Integration Question : OBF Key

[JuneB-Choi]

Hi, I'm June from FADU.
I have a question about the OBF Key used in the obfuscation process of UDS/FE seeds (Caliptra-rtl v1.1).

There are two ways to do this: using PUF or inserting RTL Key through ECO.
Based on our interpretation of the following sentences, if PUF is not used, the obfuscation key can be replaced with a chip-class secret,
and when "chip revision" or "another product", it seems that the new obfuscation key can be applied according to the company's policy.

1. Rotation of the obfuscation key (if not driven through PUF) between silicon steppings of a given product (for example, A0 vs. B0 vs. PRQ stepping) is dependent on company-specific policies.
2. This obfuscation key may be a chip-class secret, or a chip-unique PUF, with the latter preferred.

At this time, can we assume that the "chip-class secret" means the same secret value for all chips? (Not die-unique assets)
If there is anything wrong with the above assertion, please correct it.

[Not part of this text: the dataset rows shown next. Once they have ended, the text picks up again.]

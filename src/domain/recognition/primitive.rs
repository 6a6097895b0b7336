//! Whole-input recognizers for bool, text, numeric and date/time fields.

use chrono::{Local, NaiveDate, NaiveDateTime};
use regex::Regex;
use std::sync::Arc;

use super::{choice_hints, whole_input, MatchValue, Recognize, TermMatch, TermMatches};
use crate::domain::form::{FormConfiguration, PromptButton, TemplateUsage};
use crate::domain::foundation::FieldValue;

const DATE_TIME_FORMATS: &[&str] = &[
    "%Y-%m-%d %H:%M:%S",
    "%Y-%m-%d %H:%M",
    "%Y-%m-%dT%H:%M:%S",
    "%Y-%m-%dT%H:%M",
    "%m/%d/%Y %H:%M",
    "%m/%d/%Y %I:%M %p",
    "%B %d, %Y %H:%M",
    "%B %d %Y %H:%M",
];

const DATE_FORMATS: &[&str] = &["%Y-%m-%d", "%m/%d/%Y", "%B %d, %Y", "%B %d %Y", "%d %B %Y"];

/// The value type a primitive recognizer parses.
#[derive(Debug, Clone, Copy, PartialEq)]
pub enum PrimitiveKind {
    Bool,
    Text,
    Integer { min: Option<i64>, max: Option<i64> },
    Double { min: Option<f64>, max: Option<f64> },
    DateTime,
}

/// Parses the entire sanitized input as a single value.
///
/// Text matches carry confidence 0.0 so a competing command wins when both
/// explain the input. Out-of-range numbers produce no match at all.
#[derive(Debug)]
pub struct RecognizePrimitive {
    kind: PrimitiveKind,
    optional: bool,
    configuration: Arc<FormConfiguration>,
    yes: Regex,
    no: Regex,
    no_preference: Regex,
    current_choice: Regex,
}

impl RecognizePrimitive {
    pub fn new(
        kind: PrimitiveKind,
        optional: bool,
        configuration: Arc<FormConfiguration>,
    ) -> Result<Self, regex::Error> {
        Ok(Self {
            kind,
            optional,
            yes: whole_input(&configuration.yes)?,
            no: whole_input(&configuration.no)?,
            no_preference: whole_input(&configuration.no_preference)?,
            current_choice: whole_input(&configuration.current_choice)?,
            configuration,
        })
    }

    pub fn kind(&self) -> PrimitiveKind {
        self.kind
    }

    fn recognize(&self, input: &str, current: Option<&FieldValue>) -> Option<TermMatch> {
        let text = input.trim();
        let whole = |confidence: f64, value: MatchValue| TermMatch::new(0, input.len(), confidence, value);

        if self.optional && self.no_preference.is_match(text) {
            return Some(whole(1.0, MatchValue::NoValue));
        }
        if (text.is_empty() || self.current_choice.is_match(text)) && (current.is_some() || self.optional) {
            return Some(whole(1.0, current.cloned().into()));
        }

        let value = match self.kind {
            PrimitiveKind::Bool => {
                if self.yes.is_match(text) {
                    FieldValue::Bool(true)
                } else if self.no.is_match(text) {
                    FieldValue::Bool(false)
                } else {
                    return None;
                }
            }
            PrimitiveKind::Text => {
                if text.is_empty() {
                    return None;
                }
                let unquoted = text
                    .strip_prefix('"')
                    .and_then(|inner| inner.strip_suffix('"'))
                    .unwrap_or(text);
                return Some(whole(0.0, MatchValue::Value(FieldValue::Text(unquoted.to_string()))));
            }
            PrimitiveKind::Integer { min, max } => {
                let number = text.parse::<i64>().ok()?;
                if min.map_or(false, |min| number < min) || max.map_or(false, |max| number > max) {
                    return None;
                }
                FieldValue::Integer(number)
            }
            PrimitiveKind::Double { min, max } => {
                let number = text.parse::<f64>().ok().filter(|n| n.is_finite())?;
                if min.map_or(false, |min| number < min) || max.map_or(false, |max| number > max) {
                    return None;
                }
                FieldValue::Double(number)
            }
            PrimitiveKind::DateTime => FieldValue::DateTime(parse_date_time(text)?),
        };
        Some(whole(1.0, MatchValue::Value(value)))
    }

    fn limits_description(&self) -> String {
        fn describe<T: std::fmt::Display>(min: Option<T>, max: Option<T>) -> String {
            match (min, max) {
                (Some(min), Some(max)) => format!(" between {} and {}", min, max),
                (Some(min), None) => format!(" of at least {}", min),
                (None, Some(max)) => format!(" up to {}", max),
                (None, None) => String::new(),
            }
        }
        match self.kind {
            PrimitiveKind::Integer { min, max } => describe(min, max),
            PrimitiveKind::Double { min, max } => describe(min, max),
            _ => String::new(),
        }
    }
}

/// Parses relative words, then a fixed list of date/time and date formats.
pub(crate) fn parse_date_time(text: &str) -> Option<NaiveDateTime> {
    let now = Local::now().naive_local();
    let today = now.date();
    match text.to_lowercase().as_str() {
        "now" => return Some(now),
        "today" => return today.and_hms_opt(0, 0, 0),
        "tomorrow" => return today.succ_opt()?.and_hms_opt(0, 0, 0),
        "yesterday" => return today.pred_opt()?.and_hms_opt(0, 0, 0),
        _ => {}
    }
    DATE_TIME_FORMATS
        .iter()
        .find_map(|format| NaiveDateTime::parse_from_str(text, format).ok())
        .or_else(|| {
            DATE_FORMATS
                .iter()
                .find_map(|format| NaiveDate::parse_from_str(text, format).ok())
                .and_then(|date| date.and_hms_opt(0, 0, 0))
        })
}

impl Recognize for RecognizePrimitive {
    fn matches<'a>(&'a self, input: &'a str, current: Option<&'a FieldValue>) -> TermMatches<'a> {
        Box::new(self.recognize(input, current).into_iter())
    }

    fn values(&self) -> Vec<MatchValue> {
        match self.kind {
            PrimitiveKind::Bool => vec![
                MatchValue::Value(FieldValue::Bool(true)),
                MatchValue::Value(FieldValue::Bool(false)),
            ],
            _ => Vec::new(),
        }
    }

    fn value_description(&self, value: &MatchValue) -> String {
        match value {
            MatchValue::NoValue => self
                .configuration
                .template(TemplateUsage::NoPreference)
                .to_string(),
            MatchValue::Value(FieldValue::Bool(true)) => "Yes".to_string(),
            MatchValue::Value(FieldValue::Bool(false)) => "No".to_string(),
            MatchValue::Value(value) => value.to_string(),
            MatchValue::Command(command) => command.to_string(),
            MatchValue::Step(name) => name.clone(),
            MatchValue::FieldReference => String::new(),
        }
    }

    fn valid_inputs(&self, value: &MatchValue) -> Vec<String> {
        match value {
            MatchValue::Value(FieldValue::Bool(true)) => self.configuration.yes.clone(),
            MatchValue::Value(FieldValue::Bool(false)) => self.configuration.no.clone(),
            MatchValue::NoValue => self.configuration.no_preference.clone(),
            MatchValue::Value(value) => vec![regex::escape(&value.to_string())],
            _ => Vec::new(),
        }
    }

    fn help(&self, current: Option<&FieldValue>) -> String {
        let usage = match self.kind {
            PrimitiveKind::Bool => TemplateUsage::BoolHelp,
            PrimitiveKind::Text => TemplateUsage::StringHelp,
            PrimitiveKind::Integer { .. } => TemplateUsage::IntegerHelp,
            PrimitiveKind::Double { .. } => TemplateUsage::DoubleHelp,
            PrimitiveKind::DateTime => TemplateUsage::DateTimeHelp,
        };
        let current = current.map(|value| self.value_description(&MatchValue::Value(value.clone())));
        let hints = choice_hints(&self.configuration, current, self.optional);
        let limits = self.limits_description();
        crate::domain::form::render(
            self.configuration.template(usage),
            &[("current", hints.as_str()), ("limits", limits.as_str())],
        )
    }

    fn buttons(&self) -> Vec<PromptButton> {
        match self.kind {
            PrimitiveKind::Bool => vec![
                PromptButton::new("Yes", self.configuration.yes.first().cloned().unwrap_or_default()),
                PromptButton::new("No", self.configuration.no.first().cloned().unwrap_or_default()),
            ],
            _ => Vec::new(),
        }
    }
}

Also, if there are any instructions for key rotation when inserting OBF Key via ECO without using PUF, please let me know.

Thank you,
June.

[steven-bellock]

I think the general guidance would be, assuming that your infrastructure and timelines support it, to rotate the key whenever the opportunity presents itself. The use of camouflage cells over simple TIE-HIGH / TIE-LOW cells would obviously improve the physical security, but most folks don't have access to them. I'll bring up the use of camouflage cells as a possible nice-to-have.